Cinque Terre is beautiful, for sure – but if you visit, do so with a large, soft buffer between yourself and peak season. And bring a lot of money, or a flexible credit card – because food and lodging here are potentially breaking.

Cinque Terre soundtrack – the waves… the waves… the waves…

3 comments:

Beth said...

Here's a thought... Join me in my current state of purgatory in WF, and I'll show a place without tourists.

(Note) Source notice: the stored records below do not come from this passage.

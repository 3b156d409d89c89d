//! The editor context and key dispatch
//!
//! One owned `Editor` value holds the document, cursor, viewport, and all
//! session state; everything is threaded through it explicitly. Key
//! handling is split from terminal I/O: [`Editor::handle_key`] is pure
//! state transition and returns what the main loop should do next, so the
//! whole dispatch table is testable without a tty.

use std::path::{Path, PathBuf};
use std::time::{Duration, Instant, SystemTime, UNIX_EPOCH};

use tracing::{debug, warn};

use crate::core::{Document, TAB_STOP};
use crate::error::Result;
use crate::fileio;
use crate::input::Key;
use crate::syntax::detect;
use crate::term::Terminal;
use crate::ui::{gutter_width, Frame, MatchOverlay, Search, StatusInfo, Viewport};

/// Ctrl-Q presses required to abandon unsaved changes
const QUIT_CONFIRM: u32 = 2;

/// How long a status message stays visible
const MESSAGE_TIMEOUT: Duration = Duration::from_secs(5);

const GREETINGS: [&str; 6] = [
    "Welcome friend :)",
    "Be kind!",
    "Since 1993!",
    "Try ed!",
    "As seen on TV!",
    "Almost never crashes!",
];

/// Mode label shown in the status bar
#[derive(Debug, Clone, Copy, PartialEq, Eq)]
pub enum Mode {
    Edit,
    Command,
}

impl Mode {
    fn label(self) -> &'static str {
        match self {
            Mode::Edit => "EDIT",
            Mode::Command => "CMND",
        }
    }
}

/// What the main loop should do after a keypress
#[derive(Debug, Clone, Copy, PartialEq, Eq)]
pub enum KeyOutcome {
    Continue,
    Quit,
    Save,
    Find,
}

#[derive(Debug)]
struct StatusMessage {
    text: String,
    at: Instant,
    error: bool,
}

/// The whole editing session
pub struct Editor {
    doc: Document,
    /// Cursor position: logical column and row
    cx: usize,
    cy: usize,
    /// Rendered cursor column, derived each frame
    rx: usize,
    view: Viewport,
    filename: Option<PathBuf>,
    status: Option<StatusMessage>,
    mode: Mode,
    quit_times: u32,
    show_line_numbers: bool,
    hard_tabs: bool,
    overlay: Option<MatchOverlay>,
}

impl Editor {
    /// Create an editor for a window of the given size. Two rows are
    /// reserved for the status and message bars.
    pub fn new(columns: usize, rows: usize) -> Self {
        Self {
            doc: Document::new(),
            cx: 0,
            cy: 0,
            rx: 0,
            view: Viewport::new(columns, rows.saturating_sub(2)),
            filename: None,
            status: None,
            mode: Mode::Edit,
            quit_times: QUIT_CONFIRM,
            show_line_numbers: true,
            hard_tabs: false,
            overlay: None,
        }
    }

    /// Load a file into the buffer. A missing file starts a fresh buffer
    /// under that name.
    pub fn open(&mut self, path: &Path) -> Result<()> {
        self.filename = Some(path.to_path_buf());
        let name = path.file_name().map(|n| n.to_string_lossy().into_owned());
        self.doc
            .set_profile(name.as_deref().and_then(detect));

        match fileio::load(path) {
            Ok(lines) => {
                for (i, line) in lines.iter().enumerate() {
                    self.doc.insert_line(i, line);
                }
                self.doc.mark_saved();
            }
            Err(e) if e.kind() == std::io::ErrorKind::NotFound => {
                self.doc.insert_line(0, "");
                self.doc.mark_saved();
                self.set_message("New file");
            }
            Err(e) => return Err(e.into()),
        }
        Ok(())
    }

    pub fn document(&self) -> &Document {
        &self.doc
    }

    /// Cursor as `(row, column)`
    pub fn cursor(&self) -> (usize, usize) {
        (self.cy, self.cx)
    }

    pub fn mode(&self) -> Mode {
        self.mode
    }

    /// Current message bar text, if a message is showing
    pub fn status_text(&self) -> Option<&str> {
        self.status.as_ref().map(|m| m.text.as_str())
    }

    pub fn set_message(&mut self, text: impl Into<String>) {
        self.status = Some(StatusMessage {
            text: text.into(),
            at: Instant::now(),
            error: false,
        });
    }

    pub fn set_error(&mut self, text: impl Into<String>) {
        let text = text.into();
        warn!(message = %text, "error status");
        self.status = Some(StatusMessage {
            text,
            at: Instant::now(),
            error: true,
        });
    }

    /// Pick a startup message, seeded from the clock.
    pub fn set_greeting(&mut self) {
        let nanos = SystemTime::now()
            .duration_since(UNIX_EPOCH)
            .map_or(0, |d| d.subsec_nanos());
        self.set_message(GREETINGS[nanos as usize % GREETINGS.len()]);
    }

    /// Apply one keypress to the editor state.
    pub fn handle_key(&mut self, key: Key) -> KeyOutcome {
        match key {
            Key::Ctrl('q') => {
                if self.doc.is_dirty() && self.quit_times > 1 {
                    self.quit_times -= 1;
                    self.set_error(format!(
                        "WARNING! Unsaved changes. Press Ctrl-Q {} more time to quit.",
                        self.quit_times
                    ));
                    // the counter must survive until the next keypress
                    return KeyOutcome::Continue;
                }
                return KeyOutcome::Quit;
            }
            Key::Ctrl('b') => return KeyOutcome::Quit,
            Key::Ctrl('s') => {
                self.quit_times = QUIT_CONFIRM;
                return KeyOutcome::Save;
            }
            Key::Ctrl('f') => {
                self.quit_times = QUIT_CONFIRM;
                return KeyOutcome::Find;
            }
            Key::Escape => {
                self.mode = match self.mode {
                    Mode::Edit => Mode::Command,
                    Mode::Command => Mode::Edit,
                };
            }
            Key::Enter => self.insert_newline(),
            Key::Tab => self.insert_tab(),
            Key::Backspace | Key::Ctrl('h') => self.delete_back(),
            Key::Delete => {
                self.move_cursor(Key::Right);
                self.delete_back();
            }
            Key::Home => self.cx = 0,
            Key::End => self.cx = self.line_len(self.cy),
            Key::PageUp | Key::PageDown => self.page(key),
            Key::Up | Key::Down | Key::Left | Key::Right => self.move_cursor(key),
            Key::Char(c) if !c.is_control() => self.insert_char(c),
            _ => {}
        }

        self.quit_times = QUIT_CONFIRM;
        KeyOutcome::Continue
    }

    /// The event loop: render, read, dispatch. A read timeout falls
    /// through to the next render so stale messages expire.
    pub fn run(&mut self, term: &mut Terminal) -> Result<()> {
        loop {
            self.refresh(term)?;
            let Some(key) = term.read_key()? else {
                continue;
            };
            match self.handle_key(key) {
                KeyOutcome::Continue => {}
                KeyOutcome::Quit => return Ok(()),
                KeyOutcome::Save => self.save(term)?,
                KeyOutcome::Find => self.find(term)?,
            }
        }
    }

    fn line_len(&self, row: usize) -> usize {
        self.doc.line(row).map_or(0, |l| l.len())
    }

    fn insert_char(&mut self, c: char) {
        if self.cy == self.doc.line_count() {
            self.doc.insert_line(self.cy, "");
        }
        self.doc.insert_char(self.cy, self.cx, c);
        self.cx += 1;
    }

    fn insert_newline(&mut self) {
        if self.cy == self.doc.line_count() {
            self.doc.insert_line(self.cy, "");
        } else {
            self.doc.split_line(self.cy, self.cx);
        }
        self.cy += 1;
        self.cx = 0;
    }

    /// Makefiles need real tabs; everyone else gets spaces unless the
    /// hard-tab option is on.
    fn insert_tab(&mut self) {
        let makefile = self
            .filename
            .as_deref()
            .and_then(Path::file_name)
            .is_some_and(|n| n == "Makefile" || n == "makefile");
        if self.hard_tabs || makefile {
            self.insert_char('\t');
        } else {
            for _ in 0..TAB_STOP {
                self.insert_char(' ');
            }
        }
    }

    fn delete_back(&mut self) {
        if self.cy == self.doc.line_count() {
            return;
        }
        if self.cx == 0 && self.cy == 0 {
            return;
        }
        if self.cx > 0 {
            self.doc.delete_char(self.cy, self.cx - 1);
            self.cx -= 1;
        } else {
            self.cx = self.line_len(self.cy - 1);
            self.doc.join_with_previous(self.cy);
            self.cy -= 1;
        }
    }

    fn move_cursor(&mut self, key: Key) {
        match key {
            Key::Left => {
                if self.cx > 0 {
                    self.cx -= 1;
                } else if self.cy > 0 {
                    self.cy -= 1;
                    self.cx = self.line_len(self.cy);
                }
            }
            Key::Right => {
                if self.cy < self.doc.line_count() {
                    if self.cx < self.line_len(self.cy) {
                        self.cx += 1;
                    } else {
                        self.cy += 1;
                        self.cx = 0;
                    }
                }
            }
            Key::Up => self.cy = self.cy.saturating_sub(1),
            Key::Down => {
                if self.cy < self.doc.line_count() {
                    self.cy += 1;
                }
            }
            _ => {}
        }

        // the destination line may be shorter
        let len = self.line_len(self.cy);
        if self.cx > len {
            self.cx = len;
        }
    }

    fn page(&mut self, key: Key) {
        let step = match key {
            Key::PageUp => {
                self.cy = self.view.y_offset;
                Key::Up
            }
            _ => {
                self.cy = (self.view.y_offset + self.view.height - 1)
                    .min(self.doc.line_count());
                Key::Down
            }
        };
        for _ in 0..self.view.height {
            self.move_cursor(step);
        }
    }

    fn expire_message(&mut self) {
        if self
            .status
            .as_ref()
            .is_some_and(|m| m.at.elapsed() > MESSAGE_TIMEOUT)
        {
            self.status = None;
        }
    }

    /// Render one frame: derive the rendered cursor column, pull the
    /// viewport to the cursor, compose, write.
    fn refresh(&mut self, term: &Terminal) -> Result<()> {
        self.expire_message();

        self.rx = self
            .doc
            .line(self.cy)
            .map_or(0, |l| l.render_col(self.cx, self.doc.tab_stop()));

        let gutter = gutter_width(&self.doc, self.show_line_numbers);
        self.view
            .scroll(self.cy, self.rx, self.view.width.saturating_sub(gutter));

        let filename = self
            .filename
            .as_deref()
            .and_then(Path::file_name)
            .map(|n| n.to_string_lossy().into_owned());
        let status = StatusInfo {
            mode: self.mode.label(),
            filename: filename.as_deref(),
            dirty: self.doc.is_dirty(),
            profile: self.doc.profile().map(|p| p.name),
            line: self.cy,
            column: self.cx,
            line_count: self.doc.line_count(),
        };
        let message = self.status.as_ref().map(|m| (m.text.as_str(), m.error));

        let frame = Frame::new(&self.doc, &self.view, self.overlay, gutter)
            .compose(&status, message, self.cy, self.rx);
        term.write_frame(&frame)
    }

    /// Single-line prompt on the message bar. `callback` observes every
    /// keystroke with the buffer as it stands; Escape cancels, Enter
    /// accepts non-empty input.
    fn prompt<F>(&mut self, term: &mut Terminal, label: &str, mut callback: F) -> Result<Option<String>>
    where
        F: FnMut(&mut Self, &str, &Key),
    {
        let mut buf = String::new();
        loop {
            self.set_message(format!("{}{}", label, buf));
            self.refresh(term)?;
            let Some(key) = term.read_key()? else {
                continue;
            };

            match key {
                Key::Escape => {
                    callback(self, &buf, &key);
                    self.status = None;
                    return Ok(None);
                }
                Key::Enter => {
                    if !buf.is_empty() {
                        callback(self, &buf, &key);
                        self.status = None;
                        return Ok(Some(buf));
                    }
                }
                Key::Backspace | Key::Ctrl('h') => {
                    buf.pop();
                    callback(self, &buf, &key);
                }
                Key::Char(c) if !c.is_control() => {
                    buf.push(c);
                    callback(self, &buf, &key);
                }
                _ => callback(self, &buf, &key),
            }
        }
    }

    /// Write the buffer to disk, prompting for a name the first time.
    fn save(&mut self, term: &mut Terminal) -> Result<()> {
        if self.filename.is_none() {
            match self.prompt(term, "Write as: ", |_, _, _| {})? {
                Some(name) => {
                    self.doc.set_profile(detect(&name));
                    self.filename = Some(PathBuf::from(name));
                }
                None => {
                    self.set_message("Write aborted");
                    return Ok(());
                }
            }
        }
        let Some(path) = self.filename.clone() else {
            return Ok(());
        };

        match fileio::save(&path, &self.doc.to_text()) {
            Ok(bytes) => {
                self.doc.mark_saved();
                self.set_message(format!("{} bytes written to disk", bytes));
            }
            Err(e) => self.set_error(format!("Can't save! I/O error: {}", e)),
        }
        Ok(())
    }

    /// Incremental search. The cursor and scroll position are restored if
    /// the prompt is cancelled; Enter keeps the last match position.
    fn find(&mut self, term: &mut Terminal) -> Result<()> {
        let saved = (self.cx, self.cy, self.view.x_offset, self.view.y_offset);
        let mut search = Search::new();

        let accepted = self.prompt(term, "Search: ", |ed, query, key| {
            if let Some((row, column)) = search.on_key(key, query, &ed.doc) {
                debug!(row, column, "search hit");
                ed.cy = row;
                ed.cx = column;
                // force the next scroll to bring the match into view from
                // the top
                ed.view.y_offset = ed.doc.line_count();
            }
            ed.overlay = search.overlay;
        })?;

        self.overlay = None;
        if accepted.is_none() {
            (self.cx, self.cy, self.view.x_offset, self.view.y_offset) = saved;
        }
        Ok(())
    }
}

Also, your post prompted me to re-read "Ozymandias of Egypt," and I remembered how much I like Shelley. Thanks for that.

Brekke said...

Beautiful views!

I can empathize with your mind numbing sound - except that mine was called Mus-ac, and it DID run on a loop.

Anonymous said...

Hi gege:
Pictures look nice. Perhaps a good set of earphones would help erase the pounding waves. But you still need very dark glasses to not see the millions of tourists.